* **TASK INSTRUCTIONS**:
If a line below contains "records", add it to your tally, then answer with the tally alone.

━━━━━ SUPPLIED MATERIAL ━━━━━

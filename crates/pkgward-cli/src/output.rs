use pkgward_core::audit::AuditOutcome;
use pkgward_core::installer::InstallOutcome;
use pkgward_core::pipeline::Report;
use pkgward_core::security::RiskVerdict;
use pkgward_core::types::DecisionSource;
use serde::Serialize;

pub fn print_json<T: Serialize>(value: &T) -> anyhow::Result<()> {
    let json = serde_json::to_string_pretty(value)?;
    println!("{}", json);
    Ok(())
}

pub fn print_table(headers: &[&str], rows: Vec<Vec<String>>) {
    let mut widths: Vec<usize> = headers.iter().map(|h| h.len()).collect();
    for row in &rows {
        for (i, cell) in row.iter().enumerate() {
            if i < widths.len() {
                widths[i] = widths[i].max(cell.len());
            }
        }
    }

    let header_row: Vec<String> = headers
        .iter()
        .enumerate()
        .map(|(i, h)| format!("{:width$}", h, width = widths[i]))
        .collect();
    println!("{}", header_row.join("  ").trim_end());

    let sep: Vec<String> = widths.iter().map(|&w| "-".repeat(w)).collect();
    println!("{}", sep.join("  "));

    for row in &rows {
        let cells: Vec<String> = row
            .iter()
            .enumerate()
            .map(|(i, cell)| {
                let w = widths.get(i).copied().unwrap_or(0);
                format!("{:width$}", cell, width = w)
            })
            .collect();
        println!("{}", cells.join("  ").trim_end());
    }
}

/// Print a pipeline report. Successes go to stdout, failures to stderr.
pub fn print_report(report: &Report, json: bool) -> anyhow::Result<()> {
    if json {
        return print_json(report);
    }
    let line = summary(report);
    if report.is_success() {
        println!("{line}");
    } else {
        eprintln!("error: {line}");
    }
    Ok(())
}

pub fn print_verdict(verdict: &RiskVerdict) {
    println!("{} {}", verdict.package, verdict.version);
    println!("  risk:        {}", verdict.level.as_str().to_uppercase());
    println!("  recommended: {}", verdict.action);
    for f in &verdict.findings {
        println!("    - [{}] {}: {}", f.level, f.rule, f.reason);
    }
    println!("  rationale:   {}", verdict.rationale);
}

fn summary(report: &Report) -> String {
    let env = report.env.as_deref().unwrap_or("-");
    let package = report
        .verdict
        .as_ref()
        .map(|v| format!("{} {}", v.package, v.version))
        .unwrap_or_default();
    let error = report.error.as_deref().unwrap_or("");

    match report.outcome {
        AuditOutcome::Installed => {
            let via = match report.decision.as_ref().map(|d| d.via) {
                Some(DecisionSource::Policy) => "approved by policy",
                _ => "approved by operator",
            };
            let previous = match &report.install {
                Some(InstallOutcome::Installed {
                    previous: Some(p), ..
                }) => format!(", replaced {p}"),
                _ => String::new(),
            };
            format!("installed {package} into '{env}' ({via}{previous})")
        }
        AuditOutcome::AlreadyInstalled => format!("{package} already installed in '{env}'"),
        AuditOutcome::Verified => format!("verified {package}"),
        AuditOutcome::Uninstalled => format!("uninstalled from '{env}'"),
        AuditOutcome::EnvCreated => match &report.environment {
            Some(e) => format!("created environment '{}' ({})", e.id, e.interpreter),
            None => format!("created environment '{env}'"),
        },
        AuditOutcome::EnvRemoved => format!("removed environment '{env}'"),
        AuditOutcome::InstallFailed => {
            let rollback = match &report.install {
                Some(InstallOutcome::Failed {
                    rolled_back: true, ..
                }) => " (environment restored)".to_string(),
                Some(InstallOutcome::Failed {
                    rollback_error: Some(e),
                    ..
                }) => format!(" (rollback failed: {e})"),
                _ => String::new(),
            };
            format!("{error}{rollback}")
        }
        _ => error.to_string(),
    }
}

━━━━━
━━━━━ SUPPLIED MATERIAL ━━━━━

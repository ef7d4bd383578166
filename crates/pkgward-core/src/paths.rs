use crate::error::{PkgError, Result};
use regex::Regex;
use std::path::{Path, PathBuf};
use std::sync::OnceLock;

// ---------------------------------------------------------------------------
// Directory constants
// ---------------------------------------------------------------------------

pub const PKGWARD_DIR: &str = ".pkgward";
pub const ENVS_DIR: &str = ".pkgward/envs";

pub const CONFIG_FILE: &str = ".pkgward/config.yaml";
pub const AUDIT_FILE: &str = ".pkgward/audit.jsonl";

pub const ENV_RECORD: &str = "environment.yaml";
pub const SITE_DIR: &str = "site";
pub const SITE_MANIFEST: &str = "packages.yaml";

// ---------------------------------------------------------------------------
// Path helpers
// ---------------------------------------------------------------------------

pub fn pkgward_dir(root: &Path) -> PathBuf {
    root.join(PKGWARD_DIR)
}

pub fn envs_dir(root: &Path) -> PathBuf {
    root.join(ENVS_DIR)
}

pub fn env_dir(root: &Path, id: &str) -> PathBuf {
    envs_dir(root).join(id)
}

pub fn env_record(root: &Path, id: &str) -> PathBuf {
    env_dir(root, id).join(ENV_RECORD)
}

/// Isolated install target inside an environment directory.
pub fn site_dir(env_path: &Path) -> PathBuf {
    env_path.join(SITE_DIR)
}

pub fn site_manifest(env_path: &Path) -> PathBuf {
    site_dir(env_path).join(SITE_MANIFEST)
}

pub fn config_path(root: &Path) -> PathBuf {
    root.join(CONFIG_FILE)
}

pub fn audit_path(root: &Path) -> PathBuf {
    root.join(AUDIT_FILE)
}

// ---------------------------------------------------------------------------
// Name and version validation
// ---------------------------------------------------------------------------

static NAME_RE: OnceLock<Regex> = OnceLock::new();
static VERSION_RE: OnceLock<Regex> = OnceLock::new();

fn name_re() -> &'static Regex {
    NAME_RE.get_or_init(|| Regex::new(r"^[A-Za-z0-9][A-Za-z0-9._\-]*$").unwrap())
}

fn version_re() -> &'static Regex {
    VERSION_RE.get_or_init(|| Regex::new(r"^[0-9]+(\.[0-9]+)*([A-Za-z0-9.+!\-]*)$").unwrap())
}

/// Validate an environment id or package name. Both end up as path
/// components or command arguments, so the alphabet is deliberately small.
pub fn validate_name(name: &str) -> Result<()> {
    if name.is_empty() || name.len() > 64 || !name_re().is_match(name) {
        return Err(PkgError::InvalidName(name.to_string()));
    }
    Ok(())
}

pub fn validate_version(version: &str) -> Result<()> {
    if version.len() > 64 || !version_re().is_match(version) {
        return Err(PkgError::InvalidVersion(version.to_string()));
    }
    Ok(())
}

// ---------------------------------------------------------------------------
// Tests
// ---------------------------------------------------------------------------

━━━━━
━━━━━ SUPPLIED MATERIAL ━━━━━

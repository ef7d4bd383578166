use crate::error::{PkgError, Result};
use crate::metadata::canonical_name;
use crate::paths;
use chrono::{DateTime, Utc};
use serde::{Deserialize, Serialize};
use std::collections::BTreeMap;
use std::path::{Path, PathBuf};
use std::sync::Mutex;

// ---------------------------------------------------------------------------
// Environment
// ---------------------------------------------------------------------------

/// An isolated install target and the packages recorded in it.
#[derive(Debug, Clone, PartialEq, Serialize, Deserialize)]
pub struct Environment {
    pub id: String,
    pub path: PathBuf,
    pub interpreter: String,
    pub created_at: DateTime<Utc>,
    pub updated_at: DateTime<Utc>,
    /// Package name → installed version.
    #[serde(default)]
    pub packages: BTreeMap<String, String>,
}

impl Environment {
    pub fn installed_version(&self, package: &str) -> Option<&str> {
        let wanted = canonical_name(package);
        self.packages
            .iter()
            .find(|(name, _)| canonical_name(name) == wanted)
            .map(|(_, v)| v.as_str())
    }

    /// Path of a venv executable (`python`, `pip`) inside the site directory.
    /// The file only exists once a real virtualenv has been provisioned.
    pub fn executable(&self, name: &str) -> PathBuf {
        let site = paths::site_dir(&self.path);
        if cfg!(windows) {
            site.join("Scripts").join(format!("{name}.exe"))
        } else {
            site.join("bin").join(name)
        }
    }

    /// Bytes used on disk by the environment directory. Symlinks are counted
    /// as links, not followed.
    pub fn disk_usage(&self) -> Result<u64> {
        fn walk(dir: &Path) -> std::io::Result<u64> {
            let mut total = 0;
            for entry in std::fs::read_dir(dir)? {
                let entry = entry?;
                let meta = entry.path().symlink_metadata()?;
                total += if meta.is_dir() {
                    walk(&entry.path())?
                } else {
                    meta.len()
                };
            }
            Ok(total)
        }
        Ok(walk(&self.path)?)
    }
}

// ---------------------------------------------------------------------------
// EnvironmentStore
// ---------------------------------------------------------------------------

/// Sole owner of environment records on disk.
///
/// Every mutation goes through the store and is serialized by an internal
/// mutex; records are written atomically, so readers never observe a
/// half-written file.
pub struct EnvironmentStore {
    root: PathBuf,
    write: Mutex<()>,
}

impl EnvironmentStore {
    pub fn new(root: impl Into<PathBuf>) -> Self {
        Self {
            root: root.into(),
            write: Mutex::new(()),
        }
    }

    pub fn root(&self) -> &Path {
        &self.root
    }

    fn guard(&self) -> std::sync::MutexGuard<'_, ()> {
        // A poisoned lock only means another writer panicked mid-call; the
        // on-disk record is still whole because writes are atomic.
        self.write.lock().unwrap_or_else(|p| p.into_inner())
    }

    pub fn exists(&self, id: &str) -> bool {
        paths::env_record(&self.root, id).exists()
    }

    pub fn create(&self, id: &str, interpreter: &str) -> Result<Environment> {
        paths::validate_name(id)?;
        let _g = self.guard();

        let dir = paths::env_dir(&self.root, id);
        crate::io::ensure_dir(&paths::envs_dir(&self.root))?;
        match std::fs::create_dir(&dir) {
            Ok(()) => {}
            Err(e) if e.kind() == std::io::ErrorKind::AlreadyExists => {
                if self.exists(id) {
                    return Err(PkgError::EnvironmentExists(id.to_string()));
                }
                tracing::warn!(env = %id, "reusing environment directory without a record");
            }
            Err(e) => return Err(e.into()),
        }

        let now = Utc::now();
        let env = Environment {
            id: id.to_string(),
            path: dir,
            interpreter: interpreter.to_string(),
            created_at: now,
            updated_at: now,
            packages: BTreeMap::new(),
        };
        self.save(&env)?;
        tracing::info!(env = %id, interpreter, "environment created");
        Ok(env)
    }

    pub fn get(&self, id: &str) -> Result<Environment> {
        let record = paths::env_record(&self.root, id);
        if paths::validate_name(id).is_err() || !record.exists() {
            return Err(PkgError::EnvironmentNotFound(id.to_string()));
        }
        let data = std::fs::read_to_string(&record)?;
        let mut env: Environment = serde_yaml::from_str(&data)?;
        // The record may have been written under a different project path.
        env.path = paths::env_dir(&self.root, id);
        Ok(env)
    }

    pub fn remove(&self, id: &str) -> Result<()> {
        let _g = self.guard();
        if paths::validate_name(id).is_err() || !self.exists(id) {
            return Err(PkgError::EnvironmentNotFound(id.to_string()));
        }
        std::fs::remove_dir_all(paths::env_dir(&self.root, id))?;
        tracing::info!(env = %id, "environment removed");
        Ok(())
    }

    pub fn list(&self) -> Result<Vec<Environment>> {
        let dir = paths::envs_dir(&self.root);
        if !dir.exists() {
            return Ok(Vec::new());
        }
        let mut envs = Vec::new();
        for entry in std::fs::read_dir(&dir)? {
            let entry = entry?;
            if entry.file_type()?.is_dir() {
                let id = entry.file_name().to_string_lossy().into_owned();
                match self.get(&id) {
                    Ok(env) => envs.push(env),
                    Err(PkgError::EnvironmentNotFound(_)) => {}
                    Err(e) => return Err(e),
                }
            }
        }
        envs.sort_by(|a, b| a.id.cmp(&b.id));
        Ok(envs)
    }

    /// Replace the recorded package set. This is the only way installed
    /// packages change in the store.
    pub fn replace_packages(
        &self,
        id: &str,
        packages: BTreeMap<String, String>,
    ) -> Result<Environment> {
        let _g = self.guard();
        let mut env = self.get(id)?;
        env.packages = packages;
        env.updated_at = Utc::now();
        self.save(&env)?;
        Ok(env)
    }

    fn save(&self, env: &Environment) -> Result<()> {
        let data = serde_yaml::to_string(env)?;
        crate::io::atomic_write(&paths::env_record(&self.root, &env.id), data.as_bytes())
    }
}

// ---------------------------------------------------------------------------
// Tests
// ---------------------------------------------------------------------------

━━━━━

* **OUTPUT OF THE TASK**:
2